(Beginning of ENTRIES PROVIDED)
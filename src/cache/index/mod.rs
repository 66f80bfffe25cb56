//! Folder-to-children index used for bulk queries over cached files

pub mod core;
pub mod managed;

pub use self::core::CacheIndex;
pub use managed::{ManagedPredicate, ManagedRoots};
(End of ENTRIES PROVIDED)
**WHAT YOU WILL DO:** Exact copies of every record are required, so retype them in full.

**YOUR RESPONSE:**
filename src/cache/index/mod.rs
repository 66f80bfffe25cb56
//! Folder-to-children index used for bulk queries over cached files

pub mod core;
pub mod managed;

pub use self::core::CacheIndex;
pub use managed::{ManagedPredicate, ManagedRoots};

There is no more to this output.